12/10/2012 7:30:28 p.m.
Sadly alcohol abuse lifts the lid off disturbed people, and out come all the issues. Probably higher prices would help but the issues don't go away easily. Do we have adequate treatment for mental illness in this country? I suspect manyfall throughthe cracks. I think the article is right about increases in violent crimes, as quite a few are off the record, ie not reported to police and/or the assaulted person does not receive medical care for his/her injuries.
12/10/2012 12:57:00 p.m.
@Vicki for a police case, they need to prove evidence. IRD has more power than Police and they can move in with IRD, your not innocent till proven guilty, your guilty till prove your innocent.IRD can look at drug dealers and access them for income. It doesn't matter if the income was legal, if an income exists, IRD wants its piece.Some talk about a capital gains tax, yet IRD already can tax capital gains as income from anyone who trades.If you buy/sell property for profit, the capital gains is income and taxable.If you buy/sell shares then capital gains is income and taxable.This gives IRD plenty of room to tackle drug dealers. Up till 1999 IRD was chasing some drug dealers for non-paid taxes, but with Labour coming in in 1999 they eased up on this. I dont know if IRD has taken a tougher line since 2008 with a change of government.
12/10/2012 11:47:12 a.m.
Rubbish! Serious crime is driven by idleness and a lack of brains and morality. Neanderthal actions from neanderthal minds.
12/10/2012 10:21:35 a.m.
Let me get this straight. There was a "study" done that highlights the fact that alcohol and poverty drives serious crime and Maori and Pacific Islanders are over-represented.
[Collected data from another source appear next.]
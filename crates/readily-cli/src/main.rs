mod config;

use clap::{Parser, Subcommand};
use config::ReadilyConfig;
use readily_catalog::GoodreadsClient;
use readily_chat::Interpreter;
use readily_gateway::GatewayServer;
use readily_session::{spawn_sweeper, InMemorySessionStore, SessionStore};
use std::path::PathBuf;
use std::sync::Arc;
use tracing::{info, warn};
use tracing_subscriber::EnvFilter;

const DEFAULT_CONFIG: &str = "readily.toml";

#[derive(Parser)]
#[command(name = "readily", about = "Readily - a chatbot for books and authors")]
struct Cli {
    /// Path to config file
    #[arg(short, long, default_value = DEFAULT_CONFIG)]
    config: PathBuf,

    #[command(subcommand)]
    command: Commands,
}

#[derive(Subcommand)]
enum Commands {
    /// Start the HTTP gateway
    Serve {
        /// Host to bind to (overrides config)
        #[arg(long)]
        host: Option<String>,
        /// Port to listen on (overrides config and PORT)
        #[arg(short, long)]
        port: Option<u16>,
    },
}

#[tokio::main]
async fn main() -> anyhow::Result<()> {
    dotenvy::dotenv().ok();

    tracing_subscriber::fmt()
        .with_env_filter(
            EnvFilter::try_from_default_env().unwrap_or_else(|_| EnvFilter::new("info")),
        )
        .json()
        .init();

    let cli = Cli::parse();

    // an explicit --config must exist; the default one may be absent
    let required = cli.config.as_os_str() != DEFAULT_CONFIG;
    let mut config = ReadilyConfig::load(&cli.config, required)?;
    config.apply_env(|name| std::env::var(name).ok())?;

    match cli.command {
        Commands::Serve { host, port } => {
            let host = host.unwrap_or(config.server.host);
            let port = port.unwrap_or(config.server.port);

            if config.catalog.api_key.is_empty() {
                warn!("No Goodreads API key configured; catalog requests will be rejected");
            }

            let catalog = Arc::new(GoodreadsClient::new(config.catalog)?);
            let mut interpreter = Interpreter::new(catalog);
            if let Some(welcome) = config.welcome_message {
                interpreter = interpreter.with_welcome_message(welcome);
            }

            let policy = config.sessions.to_policy();
            let sessions: Arc<dyn SessionStore> =
                Arc::new(InMemorySessionStore::with_policy(policy));
            if policy.max_idle.is_some() {
                let every = config.sessions.sweep_interval();
                spawn_sweeper(sessions.clone(), every);
                info!(every_secs = every.as_secs(), "Idle session sweeper started");
            }

            let app = GatewayServer::build(Arc::new(interpreter), sessions);

            let addr = format!("{host}:{port}");
            let listener = tokio::net::TcpListener::bind(&addr).await?;
            info!("Readily gateway listening on {}", addr);
            axum::serve(listener, app).await?;
        }
    }

    Ok(())
}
No doubt tens if not hundreds of thousands of dollars were spent when you could have asked anyone with half a brain. I mean, surely this was known decades ago? And now they are conducting "another study"?? Ridiculous. How about actually doing something about it instead of just "talking" about doing something.
12/10/2012 9:34:39 a.m.
@mike they said alcohol, so I agree about making that more expensive, if you want to tax drugs then they will have to be made legal? As for more police raids etc, time and time again the war on drugs has proven to be ineffective and a complete waste of tax payers money.
12/10/2012 8:32:46 a.m.
So what they are saying is that in low income areas people can afford drugs/alcohol where in middle income areas they cant afford as much drugs/alcohol?Lets tax the usaged out of alcohol. Sure, some 'bought' parties want to support minimum pricing for the alcohol business contributions to their political campaigns, but that doesn't benefit NZ as much as more tax on something we want NZrs to cut down on.Lets also tax the dope dealers out of existance. They aren't declaring GST on the sales nor their incomes to IRD, so lets hit them hard and put these crooks out of business. IRDs rules are more powerful than the police in some ways, so let IRD and Police work together and use the best from both to hit the drug dealers. If it forces the drug dealers to move overseas to easier pickings, still better for NZ.